There were also significant positive correlations between leptin, resistin, and visfatin and gestational diabetes mellitus (Table 2). Advanced maternal age, obesity, family history of diabetes mellitus, history of poor obstetric outcome [23] as well as abnormal lipid levels, especially TG [42] contribute to the development of GDM. When we controlled for age and other confounders through multivariate logistic regression analysis, those who developed GDM were obese and had history of poor obstetric outcomes like miscarriages, stillbirths and caesarean operation. However, the overall abilities of these adipocytokines to positively predict GDM were not affected (Table 4).

In this study it was observed that in general, several significant changes involving first trimester triglycerides, total cholesterol, HDL cholesterol, LDL cholesterol, and VLDL cholesterol existed between cases with gestational diabetes mellitus and controls. The significant difference that existed between the lipid profiles of the GDMs and those without GDM in this study could be due to the pathophysiology of the disease. This means that changes in the lipid profile pattern precede the onset of GDM and could play a major role in the insulin resistance states of gestational diabetes mellitus. This is in agreement with a previous study in which significant differences were reported between participants with gestational diabetes mellitus and the controls [42]. It is also in consonance with studies by other researchers [43,44,45]. Our results are also in consonance with a previous report which indicated that TG levels are significantly raised throughout the course of pregnancy in women with GDM and that HDL levels are markedly reduced in the second and third trimesters of pregnancy [46] but their observations of small variations in TC, LDL and VLDL between women with GDM and those without GDM are not in agreement with our findings. However, one report did not find significant difference in TG between women with previous GDM cases and controls [47]. The discrepancies could be as a result of differences in method of selection of subjects for the study. The GDM group of the subjects studied by Koivunen et al., in 2001 [47], involved women with previous gestational diabetes mellitus, some of whom were treated with insulin and others with diet, and probably, the treatment as well as the time period between the time they had the GDM and the time of the study, could have affected the lipid profile patterns.

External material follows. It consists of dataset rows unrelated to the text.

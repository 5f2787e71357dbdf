//! Errors that can be produced by the compilation pipeline.
use std::fmt::{self, Display, Formatter};

use thiserror::Error;

use crate::{
    lexer::LexError, location::Location, parser::ParseError, semantic::SemanticError,
};

pub trait PositionalError {
    fn location(&self) -> Location;
    fn describe(&self) -> String;
}

/// The category under which an error is reported.
#[derive(Debug, Clone, Copy, PartialEq, Eq, PartialOrd, Ord)]
pub enum Category {
    Lexical,
    Syntax,
    Semantic,
}
impl Display for Category {
    fn fmt(&self, f: &mut Formatter) -> fmt::Result {
        f.write_str(match self {
            Category::Lexical => "Lexical",
            Category::Syntax => "Syntax",
            Category::Semantic => "Semantic",
        })
    }
}

/// The single error produced by a failed compilation.
#[derive(Debug, Error)]
pub enum CompileError {
    #[error(transparent)]
    Lexical(#[from] LexError),
    #[error(transparent)]
    Syntax(#[from] ParseError),
    #[error(transparent)]
    Semantic(#[from] SemanticError),
    /// A defect in the compiler itself, rather than in the program being compiled.
    #[error("Internal compiler error: {0}")]
    Internal(#[from] anyhow::Error),
}
impl CompileError {
    /// Internal errors are reported as semantic errors.
    pub fn category(&self) -> Category {
        match self {
            CompileError::Lexical(_) => Category::Lexical,
            CompileError::Syntax(_) => Category::Syntax,
            CompileError::Semantic(_) | CompileError::Internal(_) => Category::Semantic,
        }
    }
}
impl PositionalError for CompileError {
    fn location(&self) -> Location {
        match self {
            CompileError::Lexical(err) => err.location(),
            CompileError::Syntax(err) => err.location(),
            CompileError::Semantic(err) => err.location(),
            CompileError::Internal(_) => Location::unknown(),
        }
    }

    fn describe(&self) -> String {
        match self {
            CompileError::Lexical(err) => err.describe(),
            CompileError::Syntax(err) => err.describe(),
            CompileError::Semantic(err) => err.describe(),
            CompileError::Internal(_) => self.to_string(),
        }
    }
}
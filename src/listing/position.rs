use std::{
    fmt::{self, Display, Formatter},
    ops::Add,
};

/// A position in a listing, indicated by a zero-based line number.
#[derive(Debug, Clone, Copy, PartialEq, Eq, PartialOrd, Ord, Hash)]
pub struct Position(pub usize);

impl Position {
    pub fn index(self) -> usize {
        self.0
    }
}
impl Add<usize> for Position {
    type Output = Self;

    fn add(self, rhs: usize) -> Self::Output {
        Self(self.0 + rhs)
    }
}
impl Display for Position {
    fn fmt(&self, f: &mut Formatter) -> fmt::Result {
        self.0.fmt(f)
    }
}
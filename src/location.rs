//! Contains the [`Location`] type, which describes source code positions.
use std::fmt::{self, Debug, Display};

/// A 1-indexed line and column in the source code.
///
/// Columns count characters, not bytes, so a caret can be placed under the
/// offending character regardless of its encoded width.
#[derive(Clone, Copy, PartialEq, Eq, PartialOrd, Ord, Hash)]
pub struct Location {
    line: usize,
    column: usize,
}
impl Location {
    pub fn new(line: usize, column: usize) -> Self {
        Self { line, column }
    }

    /// The start of the source code.
    pub fn start() -> Self {
        Self::new(1, 1)
    }

    /// A location that does not point into the source code. Used for internal failures.
    pub fn unknown() -> Self {
        Self::new(0, 0)
    }

    pub fn is_unknown(&self) -> bool {
        self.line == 0
    }

    pub fn line(&self) -> usize {
        self.line
    }

    pub fn column(&self) -> usize {
        self.column
    }
}

impl Display for Location {
    fn fmt(&self, f: &mut fmt::Formatter) -> fmt::Result {
        write!(f, "line {}, column {}", self.line, self.column)
    }
}

impl Debug for Location {
    fn fmt(&self, f: &mut fmt::Formatter<'_>) -> fmt::Result {
        write!(f, "{}:{}", self.line, self.column)
    }
}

The hyperlipidemia observed could be as a result of the fact that during pregnancy, fat storage increases [48] and progesterone which increases around 20th week of gestation, act in a way to reset the lipostat in the hypothalamus leading to increase in the lipids concentration in gestational diabetes mellitus [49]. It is even possible that the increase in fat storage reported by some investigators [48] could have started much earlier in the first trimester as shown in this study where hyperlipidemia was demonstrated between 11 and 13 weeks of gestation in GDM. Therefore, these adipokines, lipids, and maternal characteristic are import factors to consider if glucose intolerance during pregnancy is to be properly controlled. The benefit of early identification of pregnant women likely to develop gestational diabetes mellitus would be to “prevent” the onset of glucose intolerance (and its inherent risks to the pregnancy) in a timely manner. This can be achieved by proposing lifestyle changes in susceptible pregnant women because lowering TG levels (by diet modification), weight reduction, and physical activity may help to prevent complications during pregnancy and adverse pregnancy outcomes [50].

Conclusion

Leptin, resistin and visfatin are significantly increased between 11 and 13 weeks of gestation in pregnant women with glucose intolerance and these biomarkers can be used in combination with maternal characteristics for the early prediction of GDM.